Symfony Live 2010

This week, I've been attending Symfony Live in Paris, speaking on integrating Zend Framework with Symfony. The experience has been quite rewarding, and certainly eye-opening for many.

To be honest, I was a little worried about the conference -- many see Symfony and ZF as being in competition, and that there would be no cross-pollination. I'm hoping that between Fabien, Stefan, and myself, we helped dispel that myth this week.

The fact of the matter is that no single project can be fully comprehensive, and do everything perfectly. In my examinations of different frameworks, PHP and otherwise, the places where they most differ and which generates the most loyalty amongst users are the MVC approaches and tooling support. In good frameworks, this is just a portion of the code, and the remainder is in support libraries or plugins that extend that functionality.

This is true of both Symfony and Zend Framework. Symfony's development team has chosen to focus on a very specific core of functionality related to the MVC approach, which makes their maintenance job easier, and leads to a stable product. Zend Framework's MVC implementation is offered as a group of separate components, with components such as Zend_Application and Zend_Tool helping to bring cohesion and structure to them.

What this means is that once you've developed the basic infrastructure of your application, the scaffolding, you're now left with decisions about how to implement the actual functionality of the application itself. The problem as I see it is: how do you do that development? Many developers are myopic and will not look beyond the framework they have chosen for for development. This can lead to multiple implementations of the same code, and often leads to incomplete implementations as well.

My feeling is that whenever you find yourself about to write new code, look to see if somebody else has written the code already. Anybody -- don't limit yourself to your framework of choice. If I want to do serious HTML sniffing, validation, and cleanup, I go to HTMLPurifier; if I want a workflow component, I check out eZ Components Workflow; I always check PEAR.

This week, I tried to spread this message within the Symfony community, showing them how easy it is to integrate ZF components within Symfony projects. The integration itself is simple: instantiate the Zend autoloader, and start using ZF classes. This same technique can be used to load PEAR, or eZComponents, or Doctrine 2, etc. The trick is getting out of the "Not Invented Here" syndrome, letting go of your ego, and using other people's code.

(Yes, I know we have code in ZF duplicating functionality in other libraries; in most cases, we try and offer at least a new approach to the problem -- but we could do better.)

Fabien also made an interesting announcement. During a Q&A session with the Symfony core team, he said that Symfony 2 will not write re-invent the wheel when it doesn't need to -- and announced that Symfony 2 will be using Zend_Log and Zend_Cache instead of rewriting the current Symfony components. I find this admirable -- and it's something I'm hoping to do in a few places with Zend Framework 2.0 as well, as I know there are features and code that others have, quite simply, written better.
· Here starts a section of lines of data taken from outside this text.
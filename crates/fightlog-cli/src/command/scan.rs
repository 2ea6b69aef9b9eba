use std::path::PathBuf;

use clap::Args;
use fightlog_analysis::feature::{FeatureMatrix, FightMetric};
use fightlog_stats::{descriptive::DescriptiveStats, percentiles::Percentiles};

use crate::{report, util};

#[derive(Debug, Clone, Args)]
pub struct ScanArg {
    /// Directory tree containing fight record JSON files
    corpus: PathBuf,
}

const REPORT_PERCENTILES: [f64; 5] = [5.0, 25.0, 50.0, 75.0, 95.0];

pub fn run(arg: &ScanArg) -> anyhow::Result<()> {
    let corpus = util::load_corpus(&arg.corpus)?;

    println!("=== Fight Corpus Report ===");
    println!("Corpus root:    {}", arg.corpus.display());
    println!("Fight records:  {}", corpus.len());
    println!("Skipped files:  {}", corpus.skipped.len());

    if corpus.is_empty() {
        println!();
        println!("No parseable fight records found.");
        return Ok(());
    }

    println!();
    println!("Records per source folder:");
    let source_counts = corpus.source_counts();
    report::print_count_histogram(
        source_counts
            .iter()
            .map(|(source, &count)| (source.as_str(), count)),
        40,
    );

    if !corpus.skipped.is_empty() {
        println!();
        println!("Skipped files:");
        for skipped in &corpus.skipped {
            println!("  {}: {}", skipped.path.display(), skipped.reason);
        }
    }

    let matrix = FeatureMatrix::from_corpus(&corpus);
    println!();
    println!("Per-metric statistics:");
    println!(
        "{:<24} {:>10} {:>10} {:>10} {:>10} {:>10}",
        "metric", "mean", "std_dev", "min", "median", "max"
    );
    for metric in FightMetric::ALL {
        let values = matrix.metric_values(metric);
        // The corpus is non-empty here, so stats always exist.
        let stats = DescriptiveStats::new(values.iter().copied()).unwrap();
        println!(
            "{:<24} {:>10.2} {:>10.2} {:>10.2} {:>10.2} {:>10.2}",
            metric.id(),
            stats.mean,
            stats.std_dev,
            stats.min,
            stats.median,
            stats.max
        );
    }

    println!();
    println!("Per-metric percentiles:");
    let header = REPORT_PERCENTILES
        .iter()
        .map(|p| format!("{:>9}", format!("p{p}")))
        .collect::<Vec<_>>()
        .join(" ");
    println!("{:<24} {header}", "metric");
    for metric in FightMetric::ALL {
        let values = matrix.metric_values(metric);
        let percentiles = Percentiles::new(&values, &REPORT_PERCENTILES);
        let row = REPORT_PERCENTILES
            .iter()
            .filter_map(|&p| percentiles.get(p))
            .map(|value| format!("{value:>9.2}"))
            .collect::<Vec<_>>()
            .join(" ");
        println!("{:<24} {row}", metric.id());
    }

    Ok(())
}
//! Statistical analysis utilities for the fightlog project.
//!
//! This crate provides the small statistical toolbox used by the fight-log
//! analysis commands:
//!
//! - **Descriptive statistics**: mean, median, variance, standard deviation, etc.
//! - **Percentiles**: compute and store percentile values for datasets
//!
//! # Examples
//!
//! ## Computing descriptive statistics
//!
//! ```
//! use fightlog_stats::descriptive::DescriptiveStats;
//!
//! let values = [1.0, 2.0, 3.0, 4.0, 5.0];
//! let stats = DescriptiveStats::new(values).unwrap();
//! assert_eq!(stats.mean, 3.0);
//! ```
//!
//! ## Computing percentiles
//!
//! ```
//! use fightlog_stats::percentiles::Percentiles;
//!
//! let values = [1.0, 2.0, 3.0, 4.0, 5.0];
//! let percentiles = Percentiles::new(&values, &[25.0, 50.0, 75.0]);
//! assert_eq!(percentiles.get(50.0), Some(3.0));
//! ```

pub mod descriptive;
pub mod percentiles;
One last note in this ramble: With the various "2.0" versions of frameworks, most projects are learning from both mistakes made as well as from the usage patters of the developers adopting them. One of those lessons, to my mind, is that no one framework can do it all well and by themselves. I fully expect to see the next generation of frameworks making it trivial to pull features from other frameworks and libraries in order to fill out functionality.